If the concepts of “Linux” and “Real Time” are stored in different sections of your brain, you are not alone. Real-time Linux has always felt to me like a kind of operating system oxymoron – analogous to a hybrid SUV or a concrete canoe. In my mind, Linux’s heritage was the land of virtuality, dynamic allocation, and squishy priorities – all catch-as-catch-can on processor strokes. In such a place, the idea of soft real-time is palatable. You can imagine Linux “trying real hard” to get to your process and occasionally dropping a video frame or two if things don’t work out. No one would be the wiser.
Hard real-time, however, is another story. You don’t want to think about your pacemaker processor dallying a little too long servicing an unexpected interrupt or your automobile airbag handler getting confused worrying about a damaged headlamp before it gives the “deploy” order. We want more significant guarantees on those items than even a soft real-time Linux could provide.

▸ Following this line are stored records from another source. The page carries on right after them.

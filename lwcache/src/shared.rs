use crate::entry::CacheEntry;
use crate::handles::Cache;
use crate::metrics::Metrics;
use crate::refresher::Refresher;
use crate::store::EntryTable;
use crate::task::refresh::{self, RefreshRegistry, MIN_REFRESH_INTERVAL};
use crate::task::timer::{ExpirationTimer, FireOutcome, TimerId};
use crate::time::Ttl;

use std::borrow::Borrow;
use std::fmt;
use std::hash::{BuildHasher, Hash};
use std::sync::Arc;
use std::time::{Duration, Instant};

use parking_lot::RwLock;
use tokio::runtime::Handle;

/// The internal, thread-safe core of the cache.
///
/// Three pieces of state with three independent locks: the entry table, the
/// refresher registration and the refresh run states. User code (refresh
/// callbacks) is only ever invoked with none of them held.
pub(crate) struct CacheShared<K, V, H> {
  pub(crate) name: String,
  pub(crate) table: EntryTable<K, V, H>,
  pub(crate) refresh_states: RefreshRegistry<K, H>,
  pub(crate) refresher: RwLock<Option<Refresher<K, V, H>>>,
  pub(crate) metrics: Metrics,
  pub(crate) runtime: Handle,
}

impl<K, V, H> fmt::Debug for CacheShared<K, V, H>
where
  K: Eq + Hash,
  H: BuildHasher,
{
  fn fmt(&self, f: &mut fmt::Formatter<'_>) -> fmt::Result {
    f.debug_struct("CacheShared")
      .field("name", &self.name)
      .field("has_refresher", &self.refresher.read().is_some())
      .field("metrics", &self.metrics.snapshot(self.table.len()))
      .finish_non_exhaustive()
  }
}

impl<K, V, H> CacheShared<K, V, H>
where
  K: Eq + Hash + Clone + Send + Sync + 'static,
  V: Send + Sync + 'static,
  H: BuildHasher + Clone + Send + Sync + 'static,
{
  pub(crate) fn new(
    name: String,
    initial_capacity: usize,
    hasher: H,
    refresher: Option<Refresher<K, V, H>>,
    runtime: Handle,
  ) -> Self {
    tracing::debug!(cache = %name, initial_capacity, "creating cache");
    Self {
      name,
      table: EntryTable::new(initial_capacity, hasher.clone()),
      refresh_states: RefreshRegistry::new(hasher),
      refresher: RwLock::new(refresher),
      metrics: Metrics::new(),
      runtime,
    }
  }

  // --- Entries ---

  /// Stores `value` under `key`, replacing any previous entry together with
  /// its pending expiration.
  pub(crate) fn insert(self: &Arc<Self>, key: K, value: V, ttl: Ttl) {
    let deadline = ttl.deadline_from(Instant::now());

    // The timer is armed under the write lock so it can never observe the
    // entry it is meant to replace.
    let replaced = {
      let mut map = self.table.write();
      let entry = match deadline {
        Some(at) => CacheEntry::expiring(value, at, self.arm_timer(key.clone(), at)),
        None => CacheEntry::permanent(value),
      };
      map.insert(key, entry)
    };

    Metrics::record(&self.metrics.inserts);
    // Dropping the old entry cancels its timer.
    drop(replaced);
  }

  /// Moves the deadline of an existing entry.
  ///
  /// Returns `false`, changing nothing, when the key is absent or already
  /// past its deadline.
  pub(crate) fn update_expiration<Q>(self: &Arc<Self>, key: &Q, ttl: Ttl) -> bool
  where
    K: Borrow<Q>,
    Q: Hash + Eq + ?Sized,
  {
    let now = Instant::now();
    let deadline = ttl.deadline_from(now);

    let detached = {
      let mut map = self.table.write();
      // A permanent entry may need a new timer, which is armed for the
      // stored key.
      let stored_key = match map.get_key_value(key) {
        Some((stored, entry)) if !entry.is_expired(now) => stored.clone(),
        _ => return false,
      };
      let Some(entry) = map.get_mut(key) else {
        return false;
      };
      match deadline {
        Some(at) => {
          if !entry.reset_deadline(at) {
            entry.attach_timer(at, self.arm_timer(stored_key, at));
          }
          None
        }
        None => entry.clear_deadline(),
      }
    };

    Metrics::record(&self.metrics.deadline_updates);
    drop(detached);
    true
  }

  pub(crate) fn get<Q>(&self, key: &Q) -> Option<Arc<V>>
  where
    K: Borrow<Q>,
    Q: Hash + Eq + ?Sized,
  {
    let value = self.table.get(key, Instant::now());
    if value.is_some() {
      Metrics::record(&self.metrics.hits);
    } else {
      Metrics::record(&self.metrics.misses);
    }
    value
  }

  pub(crate) fn remove<Q>(&self, key: &Q) -> bool
  where
    K: Borrow<Q>,
    Q: Hash + Eq + ?Sized,
  {
    match self.table.remove(key) {
      Some(_entry) => {
        Metrics::record(&self.metrics.deletes);
        true
      }
      None => false,
    }
  }

  pub(crate) fn clear(&self) {
    let drained = self.table.drain();
    tracing::debug!(cache = %self.name, removed = drained.len(), "cache cleared");
  }

  // --- Expiration ---

  /// Spawns the timer that removes `key` at `deadline`.
  ///
  /// The timer task only holds a weak reference to the cache.
  fn arm_timer(self: &Arc<Self>, key: K, deadline: Instant) -> ExpirationTimer {
    let shared = Arc::downgrade(self);
    ExpirationTimer::arm(&self.runtime, deadline, move |timer| {
      let shared = shared.clone();
      let key = key.clone();
      async move {
        match shared.upgrade() {
          Some(shared) => shared.on_timer_fired(&key, timer).await,
          None => FireOutcome::Stale,
        }
      }
    })
  }

  async fn on_timer_fired(&self, key: &K, timer: TimerId) -> FireOutcome {
    let (outcome, removed) = self.table.expire(key, timer).await;
    match outcome {
      FireOutcome::Removed => {
        Metrics::record(&self.metrics.expirations);
        tracing::trace!(cache = %self.name, "entry expired");
      }
      FireOutcome::Rescheduled => {
        tracing::trace!(cache = %self.name, "deadline moved while expiring; rescheduling");
      }
      FireOutcome::Stale => {}
    }
    drop(removed);
    outcome
  }

  // --- Refresh ---

  /// Installs (or with `None`, removes) the refresher used by every key.
  pub(crate) fn install_refresher(&self, refresher: Option<Refresher<K, V, H>>) {
    let installed = refresher.is_some();
    let previous = std::mem::replace(&mut *self.refresher.write(), refresher);
    tracing::debug!(cache = %self.name, installed, "refresher replaced");
    drop(previous);
  }

  /// Switches the refresh loop of `key` on, spawning it if it was off.
  pub(crate) fn start_refresh(self: &Arc<Self>, key: K, interval: Duration) -> bool {
    let interval = interval.max(MIN_REFRESH_INTERVAL);
    let Some(generation) = self.refresh_states.start(&key) else {
      return false;
    };

    tracing::debug!(cache = %self.name, ?interval, generation, "refresh loop started");
    self.runtime.spawn(refresh::run_refresh_loop(
      Arc::downgrade(self),
      key,
      interval,
      generation,
    ));
    true
  }

  pub(crate) fn stop_refresh<Q>(&self, key: &Q) -> bool
  where
    K: Borrow<Q>,
    Q: Hash + Eq + ?Sized,
  {
    let stopped = self.refresh_states.stop(key);
    if stopped {
      tracing::debug!(cache = %self.name, "refresh loop stopping");
    }
    stopped
  }

  /// One refresh tick for `key`.
  ///
  /// Reads the current value, runs the refresher without any lock held and
  /// writes the result back into the existing entry. The deadline is left as
  /// it is. A failed refresh keeps the current value.
  pub(crate) async fn refresh_once(self: &Arc<Self>, key: &K) {
    let refresher = self.refresher.read().clone();
    let Some(refresher) = refresher else {
      Metrics::record(&self.metrics.refresh_skips);
      tracing::trace!(cache = %self.name, "no refresher installed; skipping tick");
      return;
    };
    let Some(current) = self.table.get(key, Instant::now()) else {
      Metrics::record(&self.metrics.refresh_skips);
      tracing::trace!(cache = %self.name, "key absent; skipping tick");
      return;
    };

    let cache = Cache::from_shared(self.clone());
    match refresher.invoke(cache, key.clone(), current).await {
      Ok(value) => match self.table.commit_refresh(key, value).await {
        Some(_previous) => {
          Metrics::record(&self.metrics.refreshes);
          tracing::trace!(cache = %self.name, "value refreshed");
        }
        None => {
          tracing::trace!(cache = %self.name, "key removed during refresh; result discarded");
        }
      },
      Err(failure) => {
        Metrics::record(&self.metrics.refresh_failures);
        tracing::warn!(cache = %self.name, error = %failure, "refresh failed; keeping current value");
      }
    }
  }
}

#[cfg(test)]
mod tests {
  use crate::handles::Cache;
  use std::sync::atomic::Ordering;
  use std::time::Duration;

  #[tokio::test(flavor = "multi_thread", worker_threads = 2)]
  async fn test_cancelled_expiration_does_not_delay_the_next_one() {
    let cache: Cache<String, u32> = Cache::new("parked_timers");
    cache.set("a".to_string(), 1, Duration::from_millis(40));
    cache.set("b".to_string(), 2, Duration::from_millis(80));

    let shared = cache.shared.clone();
    tokio::task::spawn_blocking(move || {
      let mut map = shared.table.write();
      // Both timers fire and park behind this guard.
      std::thread::sleep(Duration::from_millis(200));
      // Removing `a` aborts its parked timer while the lock is still held.
      drop(map.remove("a"));
      drop(map);
    })
    .await
    .unwrap();

    // No table access in the meantime: `b`'s timer has to get through alone.
    tokio::time::sleep(Duration::from_millis(300)).await;
    assert_eq!(cache.shared.metrics.expirations.load(Ordering::Relaxed), 1);
    assert!(cache.get("b").is_none());
    assert!(cache.is_empty());
  }
}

Wind River has been providing commercial-grade Linux solutions for a while now, but the company’s hard real-time efforts were focused on their venerable VxWorks operating system. Today, however, Wind River announced that it is acquiring the intellectual property rights for RTLinux, a hard real-time version of Linux developed by FSMLabs. RTLinux was originally developed and patented at NMT (New Mexico Institute of Mining and Technology) and has been available in an open-source version (RTLinuxFree) and the commercial version RTLinuxPro from FSMLabs.

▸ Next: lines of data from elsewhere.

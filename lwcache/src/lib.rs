//! A lightweight, concurrent key/value cache with per-entry expiration and
//! periodic background refresh.
//!
//! # Features
//! - **Per-entry TTL**: every entry carries its own time-to-live, enforced by
//!   its own timer task. Deadlines can be moved or cleared after insertion.
//! - **Background refresh**: a single cache-wide refresher recomputes the
//!   values of the keys it is started for, each on its own interval.
//! - **Reentrant callbacks**: refreshers may call back into the cache (for
//!   example to extend the TTL of the key being refreshed).
//! - **Non-Clone Support**: Stores values in an `Arc<V>`, avoiding `V: Clone` bounds.
//! - **Observability**: `tracing` events and a metrics snapshot.
//!
//! Timers and refresh loops run on Tokio: the runtime the cache is created
//! on, or a shared background runtime when it is created outside of one.
//!
//! ```rust,no_run
//! use lwcache::Cache;
//! use std::time::Duration;
//!
//! #[tokio::main]
//! async fn main() {
//!   let cache: Cache<&'static str, u64> = Cache::new("ticks");
//!   cache.set("ticks", 0, Duration::from_secs(10));
//!   cache.set_refresher(|_key, ticks| Ok(ticks + 1));
//!   cache.start_refresher("ticks", Duration::from_secs(1));
//!
//!   tokio::time::sleep(Duration::from_millis(2500)).await;
//!   assert_eq!(cache.get("ticks").as_deref(), Some(&2));
//! }
//! ```

// Public modules that form the API
pub mod builder;
pub mod error;
pub mod handles;
pub mod metrics;

// Internal, crate-only modules
mod entry;
mod refresher;
mod runtime;
mod shared;
mod store;
mod sync;
mod task;
mod time;

// Re-export the primary user-facing types for convenience
pub use builder::CacheBuilder;
pub use error::{BoxError, BuildError};
pub use handles::{Cache, Getter};
pub use metrics::MetricsSnapshot;
pub use time::{Ttl, NO_EXPIRE};
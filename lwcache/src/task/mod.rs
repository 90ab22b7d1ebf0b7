//! Background tasks of the cache: the per-entry expiration timers and the
//! per-key refresh loops.

pub(crate) mod refresh;
pub(crate) mod timer;
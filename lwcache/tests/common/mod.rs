#![allow(dead_code)]

use std::sync::Once;
use std::time::Duration;

use lwcache::Cache;

static TRACING: Once = Once::new();

/// Routes `lwcache` events to the test harness output. Set `RUST_LOG` to
/// change the level (e.g. `RUST_LOG=lwcache=trace`).
pub fn init_tracing() {
  TRACING.call_once(|| {
    let _ = tracing_subscriber::fmt()
      .with_env_filter(
        tracing_subscriber::EnvFilter::try_from_default_env()
          .unwrap_or_else(|_| tracing_subscriber::EnvFilter::new("lwcache=debug")),
      )
      .with_test_writer()
      .try_init();
  });
}

/// Creates a cache on the current runtime with logging enabled.
pub fn build_test_cache<V>(name: &str) -> Cache<String, V>
where
  V: Send + Sync + 'static,
{
  init_tracing();
  Cache::new(name)
}

pub fn key(name: &str) -> String {
  name.to_string()
}

/// The refresh interval used by scheduling tests, and the offset at which
/// they sample: halfway between two ticks.
pub const TICK: Duration = Duration::from_millis(200);
pub const HALF_TICK: Duration = Duration::from_millis(100);
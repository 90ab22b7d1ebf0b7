use std::fmt;
use std::time::{Duration, Instant};

/// Shorthand for [`Ttl::NoExpire`].
pub const NO_EXPIRE: Ttl = Ttl::NoExpire;

/// How long an entry stays in the cache before it is removed automatically.
///
/// A plain `Duration` converts into `Ttl::After`, so most call sites can pass
/// a duration directly:
///
/// ```rust,no_run
/// # use lwcache::{Cache, Ttl};
/// # use std::time::Duration;
/// # fn demo(cache: &Cache<&'static str, u32>) {
/// cache.set("session", 1, Duration::from_secs(30));
/// cache.set("config", 2, Ttl::NoExpire);
/// # }
/// ```
#[derive(Debug, Clone, Copy, PartialEq, Eq, Hash)]
pub enum Ttl {
  /// The entry is never removed by a timer; only `del` or `clear` remove it.
  NoExpire,
  /// The entry is removed once this much time has passed.
  After(Duration),
}

impl Ttl {
  /// Returns `true` for the never-expiring sentinel.
  #[inline]
  pub fn is_no_expire(&self) -> bool {
    matches!(self, Ttl::NoExpire)
  }

  /// Computes the absolute deadline for this TTL, measured from `now`.
  ///
  /// Returns `None` for `NoExpire`, and also for durations so large that the
  /// deadline cannot be represented, which behave as "never".
  #[inline]
  pub(crate) fn deadline_from(self, now: Instant) -> Option<Instant> {
    match self {
      Ttl::NoExpire => None,
      Ttl::After(duration) => now.checked_add(duration),
    }
  }
}

impl From<Duration> for Ttl {
  fn from(duration: Duration) -> Self {
    Ttl::After(duration)
  }
}

impl From<Option<Duration>> for Ttl {
  fn from(duration: Option<Duration>) -> Self {
    duration.map_or(Ttl::NoExpire, Ttl::After)
  }
}

impl fmt::Display for Ttl {
  fn fmt(&self, f: &mut fmt::Formatter<'_>) -> fmt::Result {
    match self {
      Ttl::NoExpire => write!(f, "no expiration"),
      Ttl::After(duration) => write!(f, "expires after {:?}", duration),
    }
  }
}

#[cfg(test)]
mod tests {
  use super::*;

  #[test]
  fn test_no_expire_has_no_deadline() {
    assert!(NO_EXPIRE.is_no_expire());
    assert_eq!(Ttl::NoExpire.deadline_from(Instant::now()), None);
  }

  #[test]
  fn test_deadline_is_relative_to_now() {
    let now = Instant::now();
    let ttl = Ttl::from(Duration::from_millis(250));
    assert_eq!(ttl.deadline_from(now), Some(now + Duration::from_millis(250)));
  }

  #[test]
  fn test_unrepresentable_deadline_behaves_as_no_expire() {
    let ttl = Ttl::After(Duration::MAX);
    assert_eq!(ttl.deadline_from(Instant::now()), None);
  }

  #[test]
  fn test_option_conversion() {
    assert_eq!(Ttl::from(None), Ttl::NoExpire);
    assert_eq!(
      Ttl::from(Some(Duration::from_secs(1))),
      Ttl::After(Duration::from_secs(1))
    );
  }
}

RTLinux gains its hard real-time capability by controlling interrupts preemptively. First, any interrupts required for deterministic, hard-RT processes are handled by a real-time core, and any remaining “soft” interrupts are passed along to the non-real-time core. Our old friend non-RT Linux runs as a lower priority thread, so hard real-time operations are guaranteed to be handled on schedule, and soft operations are processed during any slack time. The usual goodies that one expects from Linux, including file system management, networking, and other OS utilities are still available.
Using RTLinux, you can have non-critical portions of your application running on the conventional Linux kernel while schedule-critical ops are processed with the same integrity you’d get from any full-blown hard-RT OS. In devices such as cell phones, this can simplify development by using a completely Linux-based solution for both the RT and non-RT components.

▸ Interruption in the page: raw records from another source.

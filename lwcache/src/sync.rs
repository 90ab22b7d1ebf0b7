use parking_lot::{Mutex, RwLock, RwLockReadGuard, RwLockWriteGuard};
use std::collections::VecDeque;
use std::future::Future;
use std::ops::{Deref, DerefMut};
use std::pin::Pin;
use std::task::{Context, Poll, Waker};

/// A reader-writer lock built on a blocking `parking_lot::RwLock` that also
/// offers a non-thread-blocking `async` path for writers.
///
/// Facade calls take the lock synchronously; background tasks running on the
/// runtime acquire the write side through [`HybridRwLock::write_async`] so a
/// contended table never parks a runtime worker thread.
#[derive(Debug, Default)]
pub(crate) struct HybridRwLock<T> {
  inner: RwLock<T>,
  writer_waiters: Mutex<VecDeque<Waker>>,
}

impl<T> HybridRwLock<T> {
  pub(crate) fn new(data: T) -> Self {
    Self {
      inner: RwLock::new(data),
      writer_waiters: Mutex::new(VecDeque::new()),
    }
  }

  /// Acquires a shared read lock, blocking the current thread.
  pub(crate) fn read(&self) -> HybridReadGuard<'_, T> {
    HybridReadGuard {
      guard: self.inner.read(),
      _wake: WakeWriters(&self.writer_waiters),
    }
  }

  /// Acquires an exclusive write lock, blocking the current thread.
  pub(crate) fn write(&self) -> HybridWriteGuard<'_, T> {
    HybridWriteGuard {
      guard: self.inner.write(),
      _wake: WakeWriters(&self.writer_waiters),
    }
  }

  /// Acquires an exclusive write lock asynchronously.
  ///
  /// Under contention the returned future parks the task, not the thread.
  pub(crate) fn write_async(&self) -> WriteFuture<'_, T> {
    WriteFuture { lock: self }
  }
}

/// Wakes every parked async writer when dropped.
///
/// It is always the last field of a guard so it runs after the inner lock
/// guard has been released. All waiters are woken, not just the first: a
/// queued waker may belong to a future that was dropped (an aborted task),
/// and waking only that one would strand the writers behind it. Writers that
/// lose the race for the lock queue up again.
#[derive(Debug)]
struct WakeWriters<'a>(&'a Mutex<VecDeque<Waker>>);

impl Drop for WakeWriters<'_> {
  fn drop(&mut self) {
    let parked = std::mem::take(&mut *self.0.lock());
    for waker in parked {
      waker.wake();
    }
  }
}

#[derive(Debug)]
pub(crate) struct HybridReadGuard<'a, T> {
  guard: RwLockReadGuard<'a, T>,
  _wake: WakeWriters<'a>,
}

impl<T> Deref for HybridReadGuard<'_, T> {
  type Target = T;
  fn deref(&self) -> &Self::Target {
    &self.guard
  }
}

#[derive(Debug)]
pub(crate) struct HybridWriteGuard<'a, T> {
  guard: RwLockWriteGuard<'a, T>,
  _wake: WakeWriters<'a>,
}

impl<T> Deref for HybridWriteGuard<'_, T> {
  type Target = T;
  fn deref(&self) -> &Self::Target {
    &self.guard
  }
}

impl<T> DerefMut for HybridWriteGuard<'_, T> {
  fn deref_mut(&mut self) -> &mut Self::Target {
    &mut self.guard
  }
}

/// The `Future` returned by [`HybridRwLock::write_async`].
#[must_use = "futures do nothing unless you .await or poll them"]
pub(crate) struct WriteFuture<'a, T> {
  lock: &'a HybridRwLock<T>,
}

impl<'a, T> Future for WriteFuture<'a, T> {
  type Output = HybridWriteGuard<'a, T>;

  fn poll(self: Pin<&mut Self>, cx: &mut Context<'_>) -> Poll<Self::Output> {
    let lock = self.lock;
    if let Some(guard) = lock.inner.try_write() {
      return Poll::Ready(HybridWriteGuard {
        guard,
        _wake: WakeWriters(&lock.writer_waiters),
      });
    }

    let mut waiters = lock.writer_waiters.lock();

    // A guard may have been released between the first attempt and taking
    // the waiters lock; its wake-up would have found an empty queue.
    if let Some(guard) = lock.inner.try_write() {
      drop(waiters);
      return Poll::Ready(HybridWriteGuard {
        guard,
        _wake: WakeWriters(&lock.writer_waiters),
      });
    }

    if !waiters.iter().any(|w| w.will_wake(cx.waker())) {
      waiters.push_back(cx.waker().clone());
    }

    Poll::Pending
  }
}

Wind River is not replacing its VxWorks OS with the new offering. “RTLinux broadens our Linux offering to include hard real-time capability,” says Glenn Seiler, Director of Linux Platforms at Wind River Systems. “We are not trying to move people from VxWorks – it is still the preferred OS for many users. VxWorks has a smaller footprint and fits the requirements for many types of applications.”
According to the company, VxWorks supports applications requiring multiple real-time processes within a fully real-time operating system, where RTLinux supports applications requiring a single real-time process within a non-real-time operating system. The company also offers Wind River Linux for applications requiring one or more processes with soft real-time priority.
Many applications would previously have avoided Linux because of the lack of hard RT capabilities or gone with a multi-OS strategy – splitting processes up according to their real-time needs. The RTLinux capability brings those requirements together and rounds out Wind River’s Linux portfolio even more. Wind River plans to offer RTLinux integrated with the “Wind River Platform for Consumer Devices, Linux Edition” for applications like streaming media in feature phones. It will also offer the new OS with the “Wind River Platform for Network Equipment, Linux Edition” for packet-switching applications that require hard RT performance for IP packet routing.
Wind River has poured significant resources into Linux-based solutions for the past few years. Once a highly-proprietary embedded OS vendor, the company has successfully completed a major identity shift – embracing and adding value to open-source development, Linux, and Eclipse, while maintaining their former strength in proprietary tools and software. In doing so, they have future-proofed themselves in the market – a smart strategy in an area as fast-changing as device software development.
Rather than betting on one particular horse and staking the company’s future on the success or failure of a single technology thread, Wind River is betting on the entire race, insulating themselves from many unpredictable and uncontrollable technology and market trends.